Friends and family can rely on receiving original gifts from handmade arts and crafts devotee Jill Colquitt. But they might have to wait a while; she gets pretty busy coordinating sales of other artisan’s products and making her own items for the Handmade Holiday Trunk Sale. “That’s why I usually don’t get my own projects completed until the next holiday,” she says.
This year, Colquitt’s been even busier than usual, organizing summer and fall shows for the first time in addition to her fourth edition of her holiday standby, held at 409 S. Gay St., between Yee-Haw Industries and Downtown Wine & Spirits, Dec. 4-6 and 11-13. Sales, she says, are “slow, but rewarding. 2007 was great, so fun. But recently, the surge of downtown interest has been accompanied by the slowing economy, so people still shop, but more for gifts for others, than for others and themselves.”
Colquitt’s most popular creations for the trunk show include art shirts like the hand screen-printed lamb image on a Hanes short sleeve T-shirt in baby and youth sizes, or recycled tire planters, made to order by request. “I’m still hoarding supplies from Edith’s and Hancock Fabrics,” she says. “I also collect stamps and old packaging. I love to make Christmas ornaments, I have an embarrassing stash of felt, glitter and paper. I need help!”
Brandt Womack’s pottery is another trunk show favorite, and the sale will also feature recycled stationery, cork trivets, belt buckles, jewelry, candles, soap, art, and more.
Colquitt’s always got an eye out for a new crafter who would fit in; this show’s first-timer is Sarah Brobst, who makes hub-cap art. “She’s a sweet person from Ijam’s Nature Center, and she also participates in the Rainy Day Brush Off rain barrel design auction,” Colquitt says.
It’s just a coincidence that Brobst makes hub-cap art when Colquitt makes tire planters; Colquitt making tire planters and working at Fisher Tire as a part-time secretary has a direct relationship. “Fisher Tire came first because my friends all worked there, and I decided in 2002 that I wanted to make tire planters. They send the tires to a recycling facility anyway, but seeing them all stacked up on the truck makes you realize that something needs to be done with them.”

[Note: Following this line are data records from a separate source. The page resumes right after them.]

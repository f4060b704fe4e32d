//! Built-in persona table.

/// Marketing expert.
pub const MARKETING_LABEL: &str = "マーケティング専門家";
pub const MARKETING_PROMPT: &str = "You are a marketing expert with extensive experience in digital marketing, branding, and customer acquisition. Provide strategic insights and practical advice based on your expertise.";
pub const MARKETING_DESCRIPTION: &str = "マーケティング戦略、ブランディング、顧客獲得について";

/// Technical consultant.
pub const TECH_CONSULTANT_LABEL: &str = "技術コンサルタント";
pub const TECH_CONSULTANT_PROMPT: &str = "You are a technical consultant with deep expertise in software architecture, system design, and technology selection. Provide technical insights and best practices based on your knowledge.";
pub const TECH_CONSULTANT_DESCRIPTION: &str = "ソフトウェア設計、システムアーキテクチャ、技術選定について";

/// Business analyst.
pub const BUSINESS_ANALYST_LABEL: &str = "ビジネス分析家";
pub const BUSINESS_ANALYST_PROMPT: &str = "You are a business analyst with expertise in business process optimization, data analysis, and strategic decision-making. Provide analytical insights and actionable recommendations based on your expertise.";
pub const BUSINESS_ANALYST_DESCRIPTION: &str = "ビジネスプロセス、データ分析、意思決定について";

/// `(label, prompt, description)` in display order. The first entry is the
/// default selection.
pub const BUILTIN_PERSONAS: &[(&str, &str, &str)] = &[
    (MARKETING_LABEL, MARKETING_PROMPT, MARKETING_DESCRIPTION),
    (TECH_CONSULTANT_LABEL, TECH_CONSULTANT_PROMPT, TECH_CONSULTANT_DESCRIPTION),
    (BUSINESS_ANALYST_LABEL, BUSINESS_ANALYST_PROMPT, BUSINESS_ANALYST_DESCRIPTION),
];
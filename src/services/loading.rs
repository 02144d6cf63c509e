use std::sync::Arc;

use crate::view::{Indicator, View};

/// Scoped visibility of a loading indicator
///
/// Shows the indicator on creation and hides it on drop, so every exit path
/// of a request (success, empty result, error, early return) releases it.
/// Overlapping requests share the indicator: whichever settles last decides
/// its final state.
pub struct LoadingGuard {
    view: Arc<dyn View>,
    indicator: Indicator,
}

impl LoadingGuard {
    pub fn show(view: Arc<dyn View>, indicator: Indicator) -> Self {
        view.set_indicator(indicator, true);
        Self { view, indicator }
    }
}

impl Drop for LoadingGuard {
    fn drop(&mut self) {
        self.view.set_indicator(self.indicator, false);
    }
}
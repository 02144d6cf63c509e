/// External collaborators of the client
///
/// The recommendation engine and the geolocation lookup are reached only
/// through these traits. `HttpBackend` and `IpApiLocator` are the production
/// implementations; tests substitute mocks.
use crate::{
    error::ClientResult,
    models::{FilterKind, GeoLocation, MovieDetail, RecommendationRecord},
};

pub mod http_backend;
pub mod ipapi;

pub use http_backend::HttpBackend;
pub use ipapi::IpApiLocator;

/// Recommendation backend, one method per endpoint
#[cfg_attr(test, mockall::automock)]
#[async_trait::async_trait]
pub trait RecommendationBackend: Send + Sync {
    /// `GET /auto_recommendations`
    async fn auto_recommendations(
        &self,
        location: &str,
        count: u32,
    ) -> ClientResult<Vec<RecommendationRecord>>;

    /// `POST /recommendations` with the search form
    async fn recommendations(&self, title: &str) -> ClientResult<Vec<RecommendationRecord>>;

    /// `GET /filtered_recommendations`
    async fn filtered_recommendations(
        &self,
        kind: FilterKind,
        value: &str,
    ) -> ClientResult<Vec<RecommendationRecord>>;

    /// `GET /filtered_recommendations_by_year`
    async fn filtered_recommendations_by_year(
        &self,
        year: &str,
    ) -> ClientResult<Vec<RecommendationRecord>>;

    /// `GET /autocomplete`
    async fn autocomplete(&self, term: &str) -> ClientResult<Vec<String>>;

    /// `POST /fetch_trailer`
    ///
    /// `Ok(None)` means the backend answered but had no detail for the title.
    async fn fetch_trailer(&self, title: &str) -> ClientResult<Option<MovieDetail>>;

    /// Backend name for logging and debugging
    fn name(&self) -> &'static str;
}

/// Approximate viewer location lookup
#[cfg_attr(test, mockall::automock)]
#[async_trait::async_trait]
pub trait GeoLocator: Send + Sync {
    async fn locate(&self) -> ClientResult<GeoLocation>;
}
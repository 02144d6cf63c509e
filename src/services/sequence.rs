use std::sync::atomic::{AtomicU64, Ordering};

use crate::models::{QueryCategory, Ticket};

/// Monotonic sequence numbers per query category
///
/// Each issued request takes a ticket; a response is only current while its
/// ticket is the latest one issued for its category.
#[derive(Debug, Default)]
pub struct SequenceTracker {
    latest: [AtomicU64; QueryCategory::COUNT],
}

impl SequenceTracker {
    pub fn new() -> Self {
        Self::default()
    }

    pub fn issue(&self, category: QueryCategory) -> Ticket {
        let seq = self.latest[category.index()].fetch_add(1, Ordering::SeqCst) + 1;
        Ticket { category, seq }
    }

    pub fn is_current(&self, ticket: Ticket) -> bool {
        self.latest[ticket.category.index()].load(Ordering::SeqCst) == ticket.seq
    }
}
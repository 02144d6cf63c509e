use serde::{Deserialize, Serialize};
use std::fmt::Display;

use crate::error::{ClientError, ClientResult};

/// Prompt shown when a search is submitted without a title
pub const EMPTY_SEARCH_PROMPT: &str = "Please enter the movie name for the Recommendations !";

/// Faceted filters served by `filtered_recommendations`
#[derive(Debug, Clone, Copy, Serialize, Deserialize, PartialEq, Eq, Hash)]
#[serde(rename_all = "lowercase")]
pub enum FilterKind {
    Genre,
    Country,
}

impl FilterKind {
    pub fn as_str(&self) -> &'static str {
        match self {
            FilterKind::Genre => "genre",
            FilterKind::Country => "country",
        }
    }
}

impl Display for FilterKind {
    fn fmt(&self, f: &mut std::fmt::Formatter<'_>) -> std::fmt::Result {
        f.write_str(self.as_str())
    }
}

/// A search title that is known to be non-blank
#[derive(Debug, Clone, PartialEq, Eq)]
pub struct SearchTerm(String);

impl SearchTerm {
    /// Rejects titles that are empty after trimming
    pub fn parse(raw: &str) -> ClientResult<Self> {
        let trimmed = raw.trim();
        if trimmed.is_empty() {
            return Err(ClientError::InvalidInput(
                "Search title cannot be empty".to_string(),
            ));
        }
        Ok(Self(trimmed.to_string()))
    }

    pub fn as_str(&self) -> &str {
        &self.0
    }
}

/// An immutable, self-contained request descriptor
///
/// Every user action builds a fresh one; nothing about the previous query
/// carries over.
#[derive(Debug, Clone, PartialEq, Eq)]
pub enum Query {
    Auto { location: String, count: u32 },
    Search { title: SearchTerm },
    Filter { kind: FilterKind, value: String },
    Year { year: String },
}

impl Query {
    pub fn category(&self) -> QueryCategory {
        match self {
            Query::Auto { .. } => QueryCategory::Auto,
            Query::Search { .. } | Query::Filter { .. } | Query::Year { .. } => {
                QueryCategory::Results
            }
        }
    }
}

impl Display for Query {
    fn fmt(&self, f: &mut std::fmt::Formatter<'_>) -> std::fmt::Result {
        match self {
            Query::Auto { location, count } => write!(f, "auto({}, {})", location, count),
            Query::Search { title } => write!(f, "search({})", title.as_str()),
            Query::Filter { kind, value } => write!(f, "filter({}={})", kind, value),
            Query::Year { year } => write!(f, "year({})", year),
        }
    }
}

/// Requests whose responses compete for the same output
#[derive(Debug, Clone, Copy, PartialEq, Eq, Hash)]
pub enum QueryCategory {
    /// Location-seeded list
    Auto,
    /// Search, filter and year queries sharing the main results list
    Results,
    Autocomplete,
}

impl QueryCategory {
    pub const COUNT: usize = 3;

    pub(crate) fn index(&self) -> usize {
        match self {
            QueryCategory::Auto => 0,
            QueryCategory::Results => 1,
            QueryCategory::Autocomplete => 2,
        }
    }
}

/// Sequence number handed out when a request is issued
#[derive(Debug, Clone, Copy, PartialEq, Eq)]
pub struct Ticket {
    pub category: QueryCategory,
    pub seq: u64,
}
/// Page session
///
/// Wires the location resolver, dispatcher, renderer and detail controller to
/// one host view. Each public operation corresponds to a user action or the
/// initial page load and reports a typed outcome.
use std::sync::atomic::{AtomicBool, Ordering};
use std::sync::Arc;

use crate::{
    models::{FilterKind, RecommendationRecord},
    render::{Element, Node, ResultRenderer, TILE_CLASS},
    services::{
        dispatcher::{RequestDispatcher, Settled},
        detail::{DetailOutcome, DetailViewController},
        location::LocationResolver,
        providers::{GeoLocator, RecommendationBackend},
    },
    view::{Region, View},
};

/// Class carried by filter chips
pub const FILTER_CHIP_CLASS: &str = "filter-item";
pub const SIDEBAR_OPEN_CLASS: &str = "sidebar-open";

/// Regions holding tiles, each with one delegated click subscription
const TILE_REGIONS: [Region; 2] = [Region::AutomaticRecommendations, Region::Recommendations];
const CHIP_REGIONS: [Region; 3] = [Region::GenreFilters, Region::CountryFilters, Region::YearFilters];

/// What a recommendation query did to the page
#[derive(Debug, Clone, Copy, PartialEq, Eq)]
pub enum QueryOutcome {
    /// Tiles were rendered
    Rendered(usize),
    /// The empty placeholder was rendered
    Empty,
    /// The request failed or could not be issued
    Failed,
    /// A newer request of the same category was issued meanwhile; nothing rendered
    Stale,
    /// Input failed validation; no request was sent
    Rejected,
}

#[derive(Clone)]
pub struct Page {
    view: Arc<dyn View>,
    dispatcher: RequestDispatcher,
    renderer: ResultRenderer,
    detail: DetailViewController,
    location: LocationResolver,
    auto_count: u32,
    bound: Arc<AtomicBool>,
}

impl Page {
    pub fn new(
        backend: Arc<dyn RecommendationBackend>,
        locator: Arc<dyn GeoLocator>,
        view: Arc<dyn View>,
        auto_count: u32,
    ) -> Self {
        let dispatcher = RequestDispatcher::new(backend, view.clone());
        Self {
            renderer: ResultRenderer::new(view.clone()),
            detail: DetailViewController::new(dispatcher.clone(), view.clone()),
            location: LocationResolver::new(locator, view.clone()),
            dispatcher,
            view,
            auto_count,
            bound: Arc::new(AtomicBool::new(false)),
        }
    }

    /// Subscribes to clicks on the stable containers. Safe to call repeatedly;
    /// only the first call subscribes.
    pub fn bind(&self) {
        if self.bound.swap(true, Ordering::SeqCst) {
            return;
        }
        for region in TILE_REGIONS {
            self.view.delegate_clicks(region, TILE_CLASS);
        }
        for region in CHIP_REGIONS {
            self.view.delegate_clicks(region, FILTER_CHIP_CLASS);
        }
    }

    /// Page load: resolve the location, then request the location-seeded list.
    ///
    /// A failed lookup skips the automatic list entirely.
    pub async fn load(&self) -> QueryOutcome {
        self.bind();

        let location = match self.location.resolve_location().await {
            Ok(location) => location,
            Err(e) => {
                tracing::warn!(error = %e, "Skipping automatic recommendations");
                return QueryOutcome::Failed;
            }
        };

        let settled = self
            .dispatcher
            .fetch_auto_recommendations(&location.query_location(), self.auto_count)
            .await;
        self.settle(settled, Region::AutomaticRecommendations)
    }

    pub async fn search(&self, raw_title: &str) -> QueryOutcome {
        let settled = self.dispatcher.search(raw_title).await;
        let outcome = self.settle(settled, Region::Recommendations);
        if outcome != QueryOutcome::Rejected {
            self.view.scroll_into_view(Region::Recommendations);
        }
        outcome
    }

    pub async fn filter(&self, kind: FilterKind, value: &str) -> QueryOutcome {
        let settled = self.dispatcher.filter_by(kind, value).await;
        let outcome = self.settle(settled, Region::Recommendations);
        self.view.scroll_into_view(Region::Recommendations);
        outcome
    }

    pub async fn filter_by_year(&self, year: &str) -> QueryOutcome {
        let settled = self.dispatcher.filter_by_year(year).await;
        let outcome = self.settle(settled, Region::Recommendations);
        self.view.scroll_into_view(Region::Recommendations);
        outcome
    }

    /// Suggestions for the search box, also written to the suggestion list.
    /// A superseded answer is dropped and yields an empty list.
    pub async fn autocomplete(&self, term: &str) -> Vec<String> {
        let settled = self.dispatcher.autocomplete(term).await;
        if let Some(ticket) = settled.ticket {
            if !self.dispatcher.is_current(ticket) {
                tracing::debug!(term = %term, seq = ticket.seq, "Discarding stale suggestions");
                return Vec::new();
            }
        }

        let titles = settled.result.unwrap_or_default();
        let items: Vec<Node> = titles
            .iter()
            .map(|title| Node::from(Element::new("li").text(title.as_str())))
            .collect();
        self.view.replace_children(Region::Suggestions, items);
        titles
    }

    pub async fn activate_detail(&self, title: &str) -> DetailOutcome {
        self.detail.activate_detail(title).await
    }

    pub fn open_external_trailer(&self, trailer_id: &str) -> bool {
        match self.detail.open_external_trailer(trailer_id) {
            Ok(()) => true,
            Err(e) => {
                tracing::error!(trailer_id = %trailer_id, error = %e, "Cannot open trailer");
                false
            }
        }
    }

    pub fn toggle_sidebar(&self) {
        self.view.toggle_class(Region::Sidebar, SIDEBAR_OPEN_CLASS);
    }

    /// Renders a settled result unless a newer request superseded it
    fn settle(&self, settled: Settled<Vec<RecommendationRecord>>, target: Region) -> QueryOutcome {
        if let Some(ticket) = settled.ticket {
            if !self.dispatcher.is_current(ticket) {
                tracing::debug!(region = %target, seq = ticket.seq, "Discarding stale response");
                return QueryOutcome::Stale;
            }
        }

        match settled.result {
            Ok(records) if records.is_empty() => {
                self.renderer.render(&records, target);
                QueryOutcome::Empty
            }
            Ok(records) => QueryOutcome::Rendered(self.renderer.render(&records, target)),
            Err(e) if e.is_validation() => QueryOutcome::Rejected,
            Err(_) => {
                self.renderer.render_error(target);
                QueryOutcome::Failed
            }
        }
    }
}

Her boyfriend of five years is third-generation tire man Brad Fisher, and she started part-time in 2007 when his sister went on maternity leave. “I love the shop and I love the people in it,” she says. “Brad’s Pappaw started Fisher Tire in 1948, and it’s incredible to see how hard this family works to continue his success. I find all kinds of great things there, like old file drawers, or old signs that can be reworked, or old work-order tags that make perfect tire planter tags. I know it’s abnormal, but I like the smell of tires!”
The tire job dovetails quite well with the demands of a home-based, seasonal, labor-intensive sideline, too. “I have a couple of flexible bosses, who also happen to be my boyfriend’s parents, who tolerate my insistence that Knoxville needs a craft co-op, at least three times a year. And I have to have it—crafting is therapeutic.”
Colquitt started working at Yee-Haw letterpress in 2002 by trading work to get business cards made. “I’ve still never made those business cards, but I got to work on some great projects instead, and meet incredible friends,” she says. “Julie (Belcher) and Kevin (Bradley) just acted like I was meant to be at Yee-Haw, and they attract so many fun and original people.”
The idea for the Handmade Holiday Trunk trunk shows came from boutiques that have trunk sales for select labels, and her experience with Yee-Haw’s Art for the People Show. In one way, they’re a stretch for her, because she has a social anxiety disorder. “I try to use it to my advantage,” she says. “I like to confront situations, it makes me more anxious to wait around. PR for the show isn’t easy for me, but it involves something I love; I’m more in my element when I’m truly excited about what I’m marketing.”
A 1998 graduate of the University of Tennessee in American Studies, Colquitt did spend some time away from Knoxville, moving to Atlanta to work at the Apparel Mart for a short time after college, and doing a short stint at Goody’s corporate. She was drawn back home to Gallatin, Tenn., when her father was diagnosed with terminal colon cancer. “I wouldn’t trade a day of playing gin and watching CMT with him,” she says, “and think battling this anxiety disorder while going through that experience with my family contributed to any amount of courage that I have. Donna Walker was kind enough to hire me at Donnamite after that in 2001, and then I eventually ended up at Yee-Haw. I’ve been here since, and I feel like it’s home.”